*** Opening Task input ***

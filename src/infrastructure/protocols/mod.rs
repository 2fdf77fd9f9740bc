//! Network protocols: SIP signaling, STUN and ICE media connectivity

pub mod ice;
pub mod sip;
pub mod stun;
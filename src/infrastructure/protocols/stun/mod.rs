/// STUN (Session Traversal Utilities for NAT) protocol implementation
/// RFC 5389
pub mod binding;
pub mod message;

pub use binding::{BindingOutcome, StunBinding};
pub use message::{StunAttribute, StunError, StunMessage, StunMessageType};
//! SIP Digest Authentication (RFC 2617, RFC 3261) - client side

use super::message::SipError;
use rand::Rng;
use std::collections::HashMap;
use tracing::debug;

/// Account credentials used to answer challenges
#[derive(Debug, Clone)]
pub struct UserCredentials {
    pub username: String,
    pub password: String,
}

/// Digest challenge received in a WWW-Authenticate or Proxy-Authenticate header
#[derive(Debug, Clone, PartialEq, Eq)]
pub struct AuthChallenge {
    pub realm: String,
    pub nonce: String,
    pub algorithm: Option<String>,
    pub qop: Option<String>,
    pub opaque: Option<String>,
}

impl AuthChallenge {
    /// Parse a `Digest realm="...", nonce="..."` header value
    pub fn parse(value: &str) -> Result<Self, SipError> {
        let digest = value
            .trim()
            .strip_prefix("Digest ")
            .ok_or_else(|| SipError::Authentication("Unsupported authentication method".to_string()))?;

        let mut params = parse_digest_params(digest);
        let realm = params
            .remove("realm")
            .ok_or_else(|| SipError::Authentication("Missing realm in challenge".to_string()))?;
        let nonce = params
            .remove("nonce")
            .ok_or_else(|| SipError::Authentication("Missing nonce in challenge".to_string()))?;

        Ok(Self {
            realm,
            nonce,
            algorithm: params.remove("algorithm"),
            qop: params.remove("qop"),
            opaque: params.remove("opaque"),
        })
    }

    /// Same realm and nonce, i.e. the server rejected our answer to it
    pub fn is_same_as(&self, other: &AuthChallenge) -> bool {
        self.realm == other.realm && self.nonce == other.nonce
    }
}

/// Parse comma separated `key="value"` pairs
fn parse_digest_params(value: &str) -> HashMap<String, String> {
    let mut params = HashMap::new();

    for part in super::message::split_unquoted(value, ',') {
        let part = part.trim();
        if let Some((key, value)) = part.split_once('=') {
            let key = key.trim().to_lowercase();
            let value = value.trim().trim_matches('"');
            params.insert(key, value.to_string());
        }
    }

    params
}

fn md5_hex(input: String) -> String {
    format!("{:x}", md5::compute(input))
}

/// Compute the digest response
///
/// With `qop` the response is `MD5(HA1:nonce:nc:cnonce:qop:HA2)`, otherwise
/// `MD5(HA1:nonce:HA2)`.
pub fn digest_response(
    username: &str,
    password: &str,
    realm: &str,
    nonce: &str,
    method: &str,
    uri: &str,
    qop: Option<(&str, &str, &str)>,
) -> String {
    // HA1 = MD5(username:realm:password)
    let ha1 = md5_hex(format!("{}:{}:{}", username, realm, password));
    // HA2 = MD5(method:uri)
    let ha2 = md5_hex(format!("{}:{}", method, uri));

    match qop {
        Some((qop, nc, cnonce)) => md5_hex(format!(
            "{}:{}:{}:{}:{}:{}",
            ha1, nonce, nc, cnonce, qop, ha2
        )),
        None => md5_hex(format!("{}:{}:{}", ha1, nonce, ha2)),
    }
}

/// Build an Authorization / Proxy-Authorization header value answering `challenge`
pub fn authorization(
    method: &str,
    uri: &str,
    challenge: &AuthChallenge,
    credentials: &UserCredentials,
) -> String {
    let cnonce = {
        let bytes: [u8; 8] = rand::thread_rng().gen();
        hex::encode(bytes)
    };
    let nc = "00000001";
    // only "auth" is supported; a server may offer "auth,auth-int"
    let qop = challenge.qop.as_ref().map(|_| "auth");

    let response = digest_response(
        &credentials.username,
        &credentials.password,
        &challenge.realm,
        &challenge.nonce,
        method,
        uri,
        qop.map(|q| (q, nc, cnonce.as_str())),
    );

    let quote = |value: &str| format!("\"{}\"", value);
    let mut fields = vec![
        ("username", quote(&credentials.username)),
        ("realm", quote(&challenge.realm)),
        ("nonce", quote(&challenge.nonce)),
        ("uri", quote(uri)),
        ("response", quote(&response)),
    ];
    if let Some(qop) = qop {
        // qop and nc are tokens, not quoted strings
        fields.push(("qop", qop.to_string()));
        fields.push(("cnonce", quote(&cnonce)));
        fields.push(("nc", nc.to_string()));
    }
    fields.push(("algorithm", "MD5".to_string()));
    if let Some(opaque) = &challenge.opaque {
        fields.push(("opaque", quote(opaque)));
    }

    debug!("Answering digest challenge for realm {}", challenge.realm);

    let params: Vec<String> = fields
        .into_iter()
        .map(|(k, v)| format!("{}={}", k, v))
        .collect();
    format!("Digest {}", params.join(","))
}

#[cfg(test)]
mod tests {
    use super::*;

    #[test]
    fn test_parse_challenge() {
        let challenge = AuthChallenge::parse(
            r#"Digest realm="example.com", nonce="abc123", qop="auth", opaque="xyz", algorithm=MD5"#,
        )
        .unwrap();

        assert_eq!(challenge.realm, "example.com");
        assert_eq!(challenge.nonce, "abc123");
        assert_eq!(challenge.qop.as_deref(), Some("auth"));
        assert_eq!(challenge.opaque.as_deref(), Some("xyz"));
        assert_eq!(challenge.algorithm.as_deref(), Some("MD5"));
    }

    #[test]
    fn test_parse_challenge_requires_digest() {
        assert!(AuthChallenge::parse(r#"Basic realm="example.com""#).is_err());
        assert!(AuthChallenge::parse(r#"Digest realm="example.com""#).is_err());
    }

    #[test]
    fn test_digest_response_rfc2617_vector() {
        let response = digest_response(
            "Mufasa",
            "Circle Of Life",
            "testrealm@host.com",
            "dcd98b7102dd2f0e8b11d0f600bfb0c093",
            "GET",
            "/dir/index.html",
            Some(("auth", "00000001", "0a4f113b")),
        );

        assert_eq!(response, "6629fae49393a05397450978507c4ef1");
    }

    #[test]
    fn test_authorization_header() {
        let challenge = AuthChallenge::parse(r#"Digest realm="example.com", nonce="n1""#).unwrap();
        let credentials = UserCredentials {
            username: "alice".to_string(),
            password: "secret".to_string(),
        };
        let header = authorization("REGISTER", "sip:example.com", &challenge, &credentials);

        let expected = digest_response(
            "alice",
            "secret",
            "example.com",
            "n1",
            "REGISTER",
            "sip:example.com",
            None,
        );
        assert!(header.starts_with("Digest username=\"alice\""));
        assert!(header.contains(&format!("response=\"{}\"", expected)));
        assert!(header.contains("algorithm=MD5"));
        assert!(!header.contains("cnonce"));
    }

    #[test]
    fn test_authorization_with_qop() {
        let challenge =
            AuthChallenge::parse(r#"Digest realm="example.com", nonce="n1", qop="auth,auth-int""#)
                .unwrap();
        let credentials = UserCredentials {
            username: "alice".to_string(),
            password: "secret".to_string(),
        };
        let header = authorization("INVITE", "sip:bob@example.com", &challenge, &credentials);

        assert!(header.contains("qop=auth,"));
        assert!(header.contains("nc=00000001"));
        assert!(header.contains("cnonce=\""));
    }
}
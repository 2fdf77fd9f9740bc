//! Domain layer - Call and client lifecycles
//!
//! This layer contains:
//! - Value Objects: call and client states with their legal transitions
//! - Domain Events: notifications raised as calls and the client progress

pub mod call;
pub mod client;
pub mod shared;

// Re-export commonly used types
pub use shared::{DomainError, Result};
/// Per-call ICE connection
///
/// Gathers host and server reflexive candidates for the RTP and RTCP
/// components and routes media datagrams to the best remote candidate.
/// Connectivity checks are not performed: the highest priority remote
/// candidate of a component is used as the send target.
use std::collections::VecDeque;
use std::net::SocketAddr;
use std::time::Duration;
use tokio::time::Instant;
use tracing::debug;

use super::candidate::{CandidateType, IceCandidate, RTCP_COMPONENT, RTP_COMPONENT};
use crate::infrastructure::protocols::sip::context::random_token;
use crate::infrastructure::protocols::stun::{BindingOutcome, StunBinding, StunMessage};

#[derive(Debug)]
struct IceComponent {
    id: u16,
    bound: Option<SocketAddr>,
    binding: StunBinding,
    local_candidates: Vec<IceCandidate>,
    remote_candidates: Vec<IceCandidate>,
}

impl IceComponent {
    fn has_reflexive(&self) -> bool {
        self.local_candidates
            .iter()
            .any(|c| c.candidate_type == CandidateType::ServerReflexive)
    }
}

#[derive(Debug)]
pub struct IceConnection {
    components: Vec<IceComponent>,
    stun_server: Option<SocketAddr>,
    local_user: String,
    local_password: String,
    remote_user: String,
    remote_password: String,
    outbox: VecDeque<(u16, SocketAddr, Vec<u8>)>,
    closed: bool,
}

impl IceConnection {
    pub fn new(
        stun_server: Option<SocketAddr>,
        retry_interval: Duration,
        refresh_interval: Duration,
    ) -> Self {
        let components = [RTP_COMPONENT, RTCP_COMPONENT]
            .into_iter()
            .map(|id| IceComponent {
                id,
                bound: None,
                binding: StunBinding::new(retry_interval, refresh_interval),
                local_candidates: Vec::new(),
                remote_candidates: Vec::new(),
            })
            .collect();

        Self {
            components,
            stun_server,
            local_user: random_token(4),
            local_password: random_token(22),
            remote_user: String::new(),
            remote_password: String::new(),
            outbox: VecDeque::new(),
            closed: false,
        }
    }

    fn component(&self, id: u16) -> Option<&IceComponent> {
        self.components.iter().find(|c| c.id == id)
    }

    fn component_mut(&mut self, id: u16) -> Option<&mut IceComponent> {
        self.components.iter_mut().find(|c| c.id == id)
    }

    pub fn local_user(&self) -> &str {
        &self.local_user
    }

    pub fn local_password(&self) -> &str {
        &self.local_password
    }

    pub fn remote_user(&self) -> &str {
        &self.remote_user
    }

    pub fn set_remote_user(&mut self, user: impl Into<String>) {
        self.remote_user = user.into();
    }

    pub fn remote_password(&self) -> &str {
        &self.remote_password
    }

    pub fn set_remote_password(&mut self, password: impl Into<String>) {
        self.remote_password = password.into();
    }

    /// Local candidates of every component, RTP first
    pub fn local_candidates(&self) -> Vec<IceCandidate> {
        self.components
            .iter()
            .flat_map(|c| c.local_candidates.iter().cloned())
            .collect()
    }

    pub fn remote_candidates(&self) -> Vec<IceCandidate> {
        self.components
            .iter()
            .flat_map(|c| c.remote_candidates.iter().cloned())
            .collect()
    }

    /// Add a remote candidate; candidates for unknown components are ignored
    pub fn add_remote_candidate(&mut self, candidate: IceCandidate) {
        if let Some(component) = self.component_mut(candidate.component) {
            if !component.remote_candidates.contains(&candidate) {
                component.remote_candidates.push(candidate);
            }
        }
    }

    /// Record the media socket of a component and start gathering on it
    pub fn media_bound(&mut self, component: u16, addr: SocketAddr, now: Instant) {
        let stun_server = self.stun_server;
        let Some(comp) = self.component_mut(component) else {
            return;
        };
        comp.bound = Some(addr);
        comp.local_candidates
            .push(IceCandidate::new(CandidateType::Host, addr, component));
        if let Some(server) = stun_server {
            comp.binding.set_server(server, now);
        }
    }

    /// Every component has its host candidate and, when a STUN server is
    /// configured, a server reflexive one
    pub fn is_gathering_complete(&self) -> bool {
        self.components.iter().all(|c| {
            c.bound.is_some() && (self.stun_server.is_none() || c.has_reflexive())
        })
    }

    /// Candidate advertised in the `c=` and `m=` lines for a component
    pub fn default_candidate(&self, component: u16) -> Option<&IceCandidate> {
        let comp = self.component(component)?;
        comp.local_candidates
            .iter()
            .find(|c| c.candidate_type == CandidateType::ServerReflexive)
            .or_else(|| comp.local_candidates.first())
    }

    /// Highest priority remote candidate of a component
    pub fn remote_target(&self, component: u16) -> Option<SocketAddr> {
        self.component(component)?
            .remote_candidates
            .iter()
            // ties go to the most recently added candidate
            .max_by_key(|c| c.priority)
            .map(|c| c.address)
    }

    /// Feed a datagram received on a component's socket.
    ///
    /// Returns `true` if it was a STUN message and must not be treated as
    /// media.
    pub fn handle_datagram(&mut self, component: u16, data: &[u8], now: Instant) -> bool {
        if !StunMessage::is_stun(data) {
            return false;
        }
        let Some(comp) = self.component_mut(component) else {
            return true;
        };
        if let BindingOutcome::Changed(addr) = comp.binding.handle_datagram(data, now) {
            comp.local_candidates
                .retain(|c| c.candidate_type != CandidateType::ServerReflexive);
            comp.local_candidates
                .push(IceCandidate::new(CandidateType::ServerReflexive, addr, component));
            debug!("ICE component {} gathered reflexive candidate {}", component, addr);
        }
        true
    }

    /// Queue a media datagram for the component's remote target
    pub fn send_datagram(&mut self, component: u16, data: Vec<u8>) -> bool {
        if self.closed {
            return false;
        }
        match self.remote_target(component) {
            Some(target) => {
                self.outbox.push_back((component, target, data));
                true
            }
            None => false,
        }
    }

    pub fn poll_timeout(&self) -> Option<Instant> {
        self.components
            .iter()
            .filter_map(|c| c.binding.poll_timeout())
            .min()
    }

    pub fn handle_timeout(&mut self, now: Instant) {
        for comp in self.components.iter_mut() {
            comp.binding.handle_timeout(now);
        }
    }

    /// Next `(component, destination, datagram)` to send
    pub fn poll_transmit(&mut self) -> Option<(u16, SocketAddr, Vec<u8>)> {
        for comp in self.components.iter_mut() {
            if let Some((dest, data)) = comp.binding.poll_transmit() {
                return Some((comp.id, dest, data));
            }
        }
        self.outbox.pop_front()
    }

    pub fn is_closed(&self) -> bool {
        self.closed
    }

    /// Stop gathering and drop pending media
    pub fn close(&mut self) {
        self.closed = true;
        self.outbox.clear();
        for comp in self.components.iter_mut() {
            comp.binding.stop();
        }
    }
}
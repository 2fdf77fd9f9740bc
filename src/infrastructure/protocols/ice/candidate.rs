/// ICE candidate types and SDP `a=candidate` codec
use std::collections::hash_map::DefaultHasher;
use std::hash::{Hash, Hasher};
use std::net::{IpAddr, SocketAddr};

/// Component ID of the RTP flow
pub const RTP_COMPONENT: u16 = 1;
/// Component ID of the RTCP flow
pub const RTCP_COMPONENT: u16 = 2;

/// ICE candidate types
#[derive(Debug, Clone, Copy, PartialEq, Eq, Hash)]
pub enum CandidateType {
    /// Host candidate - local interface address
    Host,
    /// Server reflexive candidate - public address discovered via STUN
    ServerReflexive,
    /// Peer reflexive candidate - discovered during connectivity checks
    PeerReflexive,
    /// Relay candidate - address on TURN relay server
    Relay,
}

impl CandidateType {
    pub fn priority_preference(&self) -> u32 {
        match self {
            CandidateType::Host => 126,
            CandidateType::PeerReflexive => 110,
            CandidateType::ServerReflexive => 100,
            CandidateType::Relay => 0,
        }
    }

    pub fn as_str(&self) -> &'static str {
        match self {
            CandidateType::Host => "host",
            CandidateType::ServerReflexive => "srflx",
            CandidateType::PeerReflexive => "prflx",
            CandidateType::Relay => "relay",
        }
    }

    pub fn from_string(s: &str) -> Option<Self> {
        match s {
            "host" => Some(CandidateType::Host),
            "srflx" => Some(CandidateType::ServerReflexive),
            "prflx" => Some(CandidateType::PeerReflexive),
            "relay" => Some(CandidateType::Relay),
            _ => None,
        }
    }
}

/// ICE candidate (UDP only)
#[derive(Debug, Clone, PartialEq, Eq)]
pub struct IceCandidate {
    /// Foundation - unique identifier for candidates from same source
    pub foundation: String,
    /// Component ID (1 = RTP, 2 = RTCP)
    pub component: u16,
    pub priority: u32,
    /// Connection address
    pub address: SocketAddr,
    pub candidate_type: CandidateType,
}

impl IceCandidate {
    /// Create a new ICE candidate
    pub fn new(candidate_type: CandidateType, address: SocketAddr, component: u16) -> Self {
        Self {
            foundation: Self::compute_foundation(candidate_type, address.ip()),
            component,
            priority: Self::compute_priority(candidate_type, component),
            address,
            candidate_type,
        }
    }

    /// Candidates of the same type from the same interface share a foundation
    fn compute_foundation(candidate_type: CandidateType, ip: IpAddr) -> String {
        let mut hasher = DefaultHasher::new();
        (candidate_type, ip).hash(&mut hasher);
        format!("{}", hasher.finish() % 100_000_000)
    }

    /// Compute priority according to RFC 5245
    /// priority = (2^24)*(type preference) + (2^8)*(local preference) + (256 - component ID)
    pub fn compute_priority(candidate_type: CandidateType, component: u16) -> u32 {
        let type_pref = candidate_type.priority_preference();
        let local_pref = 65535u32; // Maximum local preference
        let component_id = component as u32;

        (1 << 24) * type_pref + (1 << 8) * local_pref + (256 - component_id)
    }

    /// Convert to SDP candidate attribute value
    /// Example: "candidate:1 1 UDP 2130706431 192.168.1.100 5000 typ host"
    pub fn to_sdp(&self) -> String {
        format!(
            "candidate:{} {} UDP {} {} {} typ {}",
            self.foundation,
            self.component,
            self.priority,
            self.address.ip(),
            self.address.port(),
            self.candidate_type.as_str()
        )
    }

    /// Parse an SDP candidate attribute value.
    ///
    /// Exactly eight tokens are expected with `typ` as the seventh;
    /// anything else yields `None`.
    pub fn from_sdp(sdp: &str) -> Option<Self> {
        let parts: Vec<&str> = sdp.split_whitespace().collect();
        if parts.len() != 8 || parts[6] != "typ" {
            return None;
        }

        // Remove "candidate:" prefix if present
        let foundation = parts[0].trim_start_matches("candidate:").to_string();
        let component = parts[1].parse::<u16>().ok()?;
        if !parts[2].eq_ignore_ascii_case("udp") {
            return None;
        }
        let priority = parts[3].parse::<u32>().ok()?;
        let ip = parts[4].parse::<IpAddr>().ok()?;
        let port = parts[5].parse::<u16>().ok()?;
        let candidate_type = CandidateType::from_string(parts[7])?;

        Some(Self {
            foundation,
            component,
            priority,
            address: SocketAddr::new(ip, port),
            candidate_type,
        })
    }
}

*** Closing Task input ***

# Exercise prompt
If a line in the material holds "REGISTER", copy it.

# Result of the exercise
        let header = authorization("REGISTER", "sip:example.com", &challenge, &credentials);
            "REGISTER",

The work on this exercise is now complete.